When the World Feels Heavy and The Mind Won’t Rest

body image burnout itsoktonotbeok life mental load overwhelm perimenopause self care self compassion Sep 27, 2024

The last couple of months have felt like my foot has been on the metaphorical accelerator of life, and unsurprisingly, the tank is rapidly emptying.

The warning light has been on for a while, but I’ve ignored it.

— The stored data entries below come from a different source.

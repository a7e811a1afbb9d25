//! In-process pub/sub hub for dispatch events.
//!
//! Topic-keyed broadcast channels feeding the SSE endpoint. Every event goes to
//! the firehose topic plus the topic of the issue it belongs to.
//!
//! # Usage
//!
//! Producers (orchestrator):
//!   hub.publish(&issue_topic(issue_id), event).await;
//!
//! Consumers (SSE endpoints):
//!   let rx = hub.subscribe(ALL_EVENTS).await;

use std::collections::HashMap;
use std::sync::Arc;
use tokio::sync::{broadcast, RwLock};

use crate::common::IssueId;

/// Topic that receives every published event.
pub const ALL_EVENTS: &str = "dispatch";

pub fn issue_topic(issue_id: IssueId) -> String {
    format!("issue:{}", issue_id)
}

/// Thread-safe, cloneable hub keyed by string topics.
pub struct StreamHub<T> {
    channels: Arc<RwLock<HashMap<String, broadcast::Sender<T>>>>,
    capacity: usize,
}

impl<T> Clone for StreamHub<T> {
    fn clone(&self) -> Self {
        Self {
            channels: self.channels.clone(),
            capacity: self.capacity,
        }
    }
}

impl<T: Clone + Send + 'static> StreamHub<T> {
    /// Create a new hub with default capacity (256 messages per channel).
    pub fn new() -> Self {
        Self::with_capacity(256)
    }

    pub fn with_capacity(capacity: usize) -> Self {
        Self {
            channels: Arc::new(RwLock::new(HashMap::new())),
            capacity,
        }
    }

    /// Publish to one topic. Returns how many receivers got it (0 when nobody listens).
    pub async fn publish(&self, topic: &str, value: T) -> usize {
        let channels = self.channels.read().await;
        match channels.get(topic) {
            Some(tx) => tx.send(value).unwrap_or(0),
            None => 0,
        }
    }

    /// Publish to the firehose and to `topic`.
    pub async fn publish_scoped(&self, topic: &str, value: T) {
        self.publish(topic, value.clone()).await;
        self.publish(ALL_EVENTS, value).await;
    }

    /// Subscribe to a topic. Creates the channel if it doesn't exist.
    pub async fn subscribe(&self, topic: &str) -> broadcast::Receiver<T> {
        let mut channels = self.channels.write().await;
        let tx = channels
            .entry(topic.to_string())
            .or_insert_with(|| broadcast::channel(self.capacity).0);
        tx.subscribe()
    }

    /// Remove channels with zero subscribers. Returns how many were dropped.
    pub async fn cleanup(&self) -> usize {
        let mut channels = self.channels.write().await;
        let before = channels.len();
        channels.retain(|_, tx| tx.receiver_count() > 0);
        before - channels.len()
    }

    pub async fn topic_count(&self) -> usize {
        self.channels.read().await.len()
    }
}

impl<T: Clone + Send + 'static> Default for StreamHub<T> {
    fn default() -> Self {
        Self::new()
    }
}

#[cfg(test)]
mod tests {
    use super::*;

    #[tokio::test]
    async fn scoped_publish_reaches_issue_and_firehose() {
        let hub: StreamHub<u32> = StreamHub::new();
        let issue_id = IssueId::new();
        let mut all = hub.subscribe(ALL_EVENTS).await;
        let mut scoped = hub.subscribe(&issue_topic(issue_id)).await;
        let mut other = hub.subscribe(&issue_topic(IssueId::new())).await;

        hub.publish_scoped(&issue_topic(issue_id), 7).await;

        assert_eq!(all.recv().await.unwrap(), 7);
        assert_eq!(scoped.recv().await.unwrap(), 7);
        assert!(other.try_recv().is_err());
    }

    #[tokio::test]
    async fn publish_without_subscribers_is_noop() {
        let hub: StreamHub<u32> = StreamHub::new();
        assert_eq!(hub.publish("nobody:listening", 1).await, 0);
    }

    #[tokio::test]
    async fn cleanup_removes_empty_channels() {
        let hub: StreamHub<u32> = StreamHub::new();
        let rx = hub.subscribe("ephemeral").await;
        assert_eq!(hub.channels.read().await.len(), 1);

        drop(rx);
        assert_eq!(hub.cleanup().await, 1);

        assert_eq!(hub.topic_count().await, 0);
    }
}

Too busy. Too much to do. She’ll be right.


But she’s not right.

A few weeks ago, I first noticed my fuse getting shorter at home. In reality, it’s probably been since the start of the year, but you know;


“Kate, suck it up—you have nothing to complain about. You wanted this business and this life. Don’t you realise how lucky you are?”


It’s been harder to sleep, always a red flag, with nights interrupted by Monkey Mind at 2 a.m., thinking of everything I forgot to do— send those doctors’ letters, the unpaid bills, missed netball registrations. I even fantasize about blowing it all up and becoming a walking postie. I wonder if I could I bring the Kelpie?


The Impact of Mental Overload on Self-Care


Without that beautiful restorative sleep, I hit snooze instead of hitting the gym for my beloved early morning sessions. One of my all-time favourite forms of self-care. My physical exhaustion impacts my food choices too— defaulting to nutrient-low, energy-dense foods for that quick energy boost and dopamine hit. There’s a very real reason we turn to food for comfort!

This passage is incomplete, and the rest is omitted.